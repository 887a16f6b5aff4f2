use async_trait::async_trait;
use core_types::{Account, Order, OrderStatus, Position};
use rust_decimal::Decimal;
use uuid::Uuid;

use crate::error::StoreError;

/// Narrowing criteria for order listings. The default filter returns the
/// most recent 100 orders regardless of state.
#[derive(Debug, Clone, Default)]
pub struct OrderFilter {
    pub status: Option<OrderStatus>,
    pub symbol: Option<String>,
    pub limit: Option<i64>,
}

impl OrderFilter {
    pub const DEFAULT_LIMIT: i64 = 100;

    pub fn effective_limit(&self) -> i64 {
        self.limit.unwrap_or(Self::DEFAULT_LIMIT).max(0)
    }
}

/// The abstract interface to the ledger's backing storage.
///
/// Plain reads go through the store directly. Every mutation happens inside
/// a [`LedgerTx`], so that an admission, cancellation, or execution either
/// lands completely or not at all.
#[async_trait]
pub trait LedgerStore: Send + Sync {
    /// Opens a transaction. Dropping the returned handle without calling
    /// `commit` discards every change made through it.
    async fn begin(&self) -> Result<Box<dyn LedgerTx>, StoreError>;

    /// Creates a fresh account with an opening cash balance.
    async fn create_account(
        &self,
        user_id: Uuid,
        account_number: &str,
        opening_balance: Decimal,
    ) -> Result<Account, StoreError>;

    async fn account(&self, account_id: Uuid) -> Result<Account, StoreError>;

    async fn order(&self, order_id: Uuid) -> Result<Order, StoreError>;

    /// Lists an account's orders, newest first, narrowed by the filter.
    async fn orders(&self, account_id: Uuid, filter: &OrderFilter)
    -> Result<Vec<Order>, StoreError>;

    /// Lists an account's open positions, ordered by symbol.
    async fn positions(&self, account_id: Uuid) -> Result<Vec<Position>, StoreError>;

    async fn position(
        &self,
        account_id: Uuid,
        symbol: &str,
    ) -> Result<Option<Position>, StoreError>;
}

/// A single atomic unit of ledger work.
///
/// The `_for_update` reads take row locks (or the in-memory equivalent), so
/// two transactions mutating the same account are serialized rather than
/// interleaved.
#[async_trait]
pub trait LedgerTx: Send {
    async fn account_for_update(&mut self, account_id: Uuid) -> Result<Account, StoreError>;

    async fn order_for_update(&mut self, order_id: Uuid) -> Result<Order, StoreError>;

    async fn position_for_update(
        &mut self,
        account_id: Uuid,
        symbol: &str,
    ) -> Result<Option<Position>, StoreError>;

    async fn insert_order(&mut self, order: &Order) -> Result<(), StoreError>;

    async fn update_order(&mut self, order: &Order) -> Result<(), StoreError>;

    async fn update_account(&mut self, account: &Account) -> Result<(), StoreError>;

    /// Inserts the position, or replaces the row already holding its
    /// `(account_id, symbol)` pair.
    async fn upsert_position(&mut self, position: &Position) -> Result<(), StoreError>;

    async fn delete_position(&mut self, position_id: Uuid) -> Result<(), StoreError>;

    async fn commit(self: Box<Self>) -> Result<(), StoreError>;

    async fn rollback(self: Box<Self>) -> Result<(), StoreError>;
}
☆ ☆ ☆ ☆
--- Aim of the exercise ---
Reproduce the data above exactly, leaving nothing out.

--- Written reply ---
repository 887a16f6b5aff4f2
use async_trait::async_trait;
use core_types::{Account, Order, OrderStatus, Position};
use rust_decimal::Decimal;
use uuid::Uuid;

use crate::error::StoreError;

/// Narrowing criteria for order listings. The default filter returns the
/// most recent 100 orders regardless of state.
#[derive(Debug, Clone, Default)]
pub struct OrderFilter {
    pub status: Option<OrderStatus>,
    pub symbol: Option<String>,
    pub limit: Option<i64>,
}

impl OrderFilter {
    pub const DEFAULT_LIMIT: i64 = 100;

    pub fn effective_limit(&self) -> i64 {
        self.limit.unwrap_or(Self::DEFAULT_LIMIT).max(0)
    }
}

/// The abstract interface to the ledger's backing storage.
///
/// Plain reads go through the store directly. Every mutation happens inside
/// a [`LedgerTx`], so that an admission, cancellation, or execution either
/// lands completely or not at all.
#[async_trait]
pub trait LedgerStore: Send + Sync {
    /// Opens a transaction. Dropping the returned handle without calling
    /// `commit` discards every change made through it.
    async fn begin(&self) -> Result<Box<dyn LedgerTx>, StoreError>;

    /// Creates a fresh account with an opening cash balance.
    async fn create_account(
        &self,
        user_id: Uuid,
        account_number: &str,
        opening_balance: Decimal,
    ) -> Result<Account, StoreError>;

    async fn account(&self, account_id: Uuid) -> Result<Account, StoreError>;

    async fn order(&self, order_id: Uuid) -> Result<Order, StoreError>;

    /// Lists an account's orders, newest first, narrowed by the filter.
    async fn orders(&self, account_id: Uuid, filter: &OrderFilter)
    -> Result<Vec<Order>, StoreError>;

    /// Lists an account's open positions, ordered by symbol.
    async fn positions(&self, account_id: Uuid) -> Result<Vec<Position>, StoreError>;

    async fn position(
        &self,
        account_id: Uuid,
        symbol: &str,
    ) -> Result<Option<Position>, StoreError>;
}

/// A single atomic unit of ledger work.
///
/// The `_for_update` reads take row locks (or the in-memory equivalent), so
/// two transactions mutating the same account are serialized rather than
/// interleaved.
#[async_trait]
pub trait LedgerTx: Send {
    async fn account_for_update(&mut self, account_id: Uuid) -> Result<Account, StoreError>;

    async fn order_for_update(&mut self, order_id: Uuid) -> Result<Order, StoreError>;

    async fn position_for_update(
        &mut self,
        account_id: Uuid,
        symbol: &str,
    ) -> Result<Option<Position>, StoreError>;

    async fn insert_order(&mut self, order: &Order) -> Result<(), StoreError>;

    async fn update_order(&mut self, order: &Order) -> Result<(), StoreError>;

    async fn update_account(&mut self, account: &Account) -> Result<(), StoreError>;

    /// Inserts the position, or replaces the row already holding its
    /// `(account_id, symbol)` pair.
    async fn upsert_position(&mut self, position: &Position) -> Result<(), StoreError>;

    async fn delete_position(&mut self, position_id: Uuid) -> Result<(), StoreError>;

    async fn commit(self: Box<Self>) -> Result<(), StoreError>;

    async fn rollback(self: Box<Self>) -> Result<(), StoreError>;
}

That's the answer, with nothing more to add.